8/21/16 Update – The Western or Boreal Toad is now considered near threatened worldwide (see this link). The chief cause is HABITAT DESTRUCTION.
One of the unique biological wonders of the Donner Summit Valley is the prolific breeding season of the Western Toad (Anaxyrus boreas) in Van Norden Lake.
In a world where amphibian populations are decreasing everywhere, the wetlands of Van Norden Lake in the Donner Summit Valley are an oasis for the Western (or Boreal) Toad. Due to the unique shallow waters of Lake Van Norden there are over 16 acres of shoreline in the back bay that is optimum breeding habitat for the toads. The conditions are perfect and the toads take full advantage of them.

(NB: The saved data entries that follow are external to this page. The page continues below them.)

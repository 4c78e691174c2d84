//! Async HTTP client for the hosted profile collection.

use std::time::Duration;

use reqwest::{Client, StatusCode};
use serde_json::Value;
use spark_core::{
  profile::{ProfileId, RawProfile},
  source::ProfileSource,
  subscription::{OnData, OnError, Subscription},
};
use thiserror::Error;
use tracing::debug;

/// Shortest period a profile listener polls at.
pub const MIN_POLL_INTERVAL: Duration = Duration::from_secs(1);

/// Connection settings for the profile API.
#[derive(Debug, Clone)]
pub struct ApiConfig {
  pub base_url:      String,
  pub token:         Option<String>,
  /// How often a profile listener re-reads its document. Clamped to
  /// [`MIN_POLL_INTERVAL`].
  pub poll_interval: Duration,
}

#[derive(Debug, Error)]
pub enum ClientError {
  #[error("request failed: {0}")]
  Http(#[from] reqwest::Error),

  #[error("{path} → {status}")]
  Status { path: String, status: StatusCode },

  #[error("malformed profile: {0}")]
  Profile(#[from] spark_core::Error),

  #[error("expected a JSON array of profiles")]
  NotAnArray,
}

/// Async HTTP client for the profile REST API.
///
/// Cheap to clone: the inner [`reqwest::Client`] is `Arc`-based.
#[derive(Clone)]
pub struct ApiClient {
  client: Client,
  config: ApiConfig,
}

impl ApiClient {
  pub fn new(config: ApiConfig) -> Result<Self, ClientError> {
    let client = Client::builder().timeout(Duration::from_secs(30)).build()?;
    Ok(Self { client, config })
  }

  fn poll_period(&self) -> Duration { self.config.poll_interval.max(MIN_POLL_INTERVAL) }

  fn url(&self, path: &str) -> String {
    format!("{}/api{}", self.config.base_url.trim_end_matches('/'), path)
  }

  async fn get_json(&self, path: &str) -> Result<Value, ClientError> {
    let mut req = self.client.get(self.url(path));
    if let Some(token) = &self.config.token {
      req = req.bearer_auth(token);
    }
    let resp = req.send().await?;
    if !resp.status().is_success() {
      return Err(ClientError::Status { path: path.to_string(), status: resp.status() });
    }
    Ok(resp.json().await?)
  }

  /// `GET /api/profiles/{id}`
  pub async fn get_profile(&self, id: &ProfileId) -> Result<RawProfile, ClientError> {
    let value = self.get_json(&format!("/profiles/{id}")).await?;
    Ok(RawProfile::from_value(value)?)
  }
}

impl ProfileSource for ApiClient {
  type Error = ClientError;

  /// `GET /api/profiles`
  async fn fetch_all_profiles(&self) -> Result<Vec<RawProfile>, ClientError> {
    let Value::Array(items) = self.get_json("/profiles").await? else {
      return Err(ClientError::NotAnArray);
    };
    items
      .into_iter()
      .map(|v| RawProfile::from_value(v).map_err(ClientError::from))
      .collect()
  }

  /// Polls `GET /api/profiles/{id}` and reports each changed snapshot.
  fn subscribe_profile(
    &self,
    id: &ProfileId,
    on_data: OnData<RawProfile>,
    on_error: OnError,
  ) -> Subscription {
    let Ok(runtime) = tokio::runtime::Handle::try_current() else {
      on_error("no async runtime to poll profile updates".into());
      return Subscription::noop();
    };

    let client = self.clone();
    let id = id.clone();
    let task = runtime.spawn(async move {
      let mut ticker = tokio::time::interval(client.poll_period());
      let mut last: Option<RawProfile> = None;
      loop {
        ticker.tick().await;
        match client.get_profile(&id).await {
          Ok(profile) if last.as_ref() != Some(&profile) => {
            debug!(profile = %id, "profile changed");
            last = Some(profile.clone());
            on_data(profile);
          }
          Ok(_) => {}
          Err(e) => on_error(e.to_string()),
        }
      }
    });

    Subscription::new(move || task.abort())
  }
}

Every spring right after the snow melts (April-June depending how heavy a winter) along the shore of the back bay of Van Norden Lake and the shallow waters are warmed by the sun, the male and female toads start their courtship. The smaller males will attach themselves piggy-back to the larger females to form a mating pair. The female will start laying eggs in long gelatinous strands and the male will fertilize them as the eggs are extruded (see video below). Each mating pair can produce up to 16,000 eggs. The young hatchling tadpoles emerge in 2-3 weeks depending on the temperature of the water and begin grazing on the rich aquatic plant and algae in the wetlands along the shore. While many of the tadpoles are gobbled up by the fish and aquatic birds (including the White Pelicans), a large number will complete metamorphosis into young toads in the next 4-6 weeks.
Anyone who has visited the Summit Valley in late July and early August has experienced the bloom of young toads. In a normal breeding year there can be as many as 100 mating pairs laying eggs in the lake shallows. That means
100 mating pairs x 16,000 egg/pair = 1.6 million eggs
If only 10% of those eggs make it to young toads that is 160,000 young hoppers that invade Van Norden Meadow in the middle of summer. The meadow literally comes alive as the new amphibians leave the lake and invade the meadow in search of food. It is a sight to behold. Many of the young toads may fall prey to some predation but the toads do produce toxins in their skin that make them unpalatable to many predotors.
As summer ends and the meadow dries out the surviving young toads will bury themselves in the mud at the bottom of the lake and hibernate through the harsh winter waiting for the next spring.
Unfortunately, if the plans to drain Van Norden Lake and the surrounding wetlands are carried out by the Truckee Donner Land Trust, this amphibian extravaganza will go down the drain with the lake. There will be no shallow water lake in the spring for the toads to lay their eggs in and the Donner Summit Valley will no longer be an oasis for the Western Toads. The valley will experience the same destruction of sensitive habitat that is currently going on throughout the world that has resulted in the drastic decrease in amphibian populations. A Toadal tragedy indeed.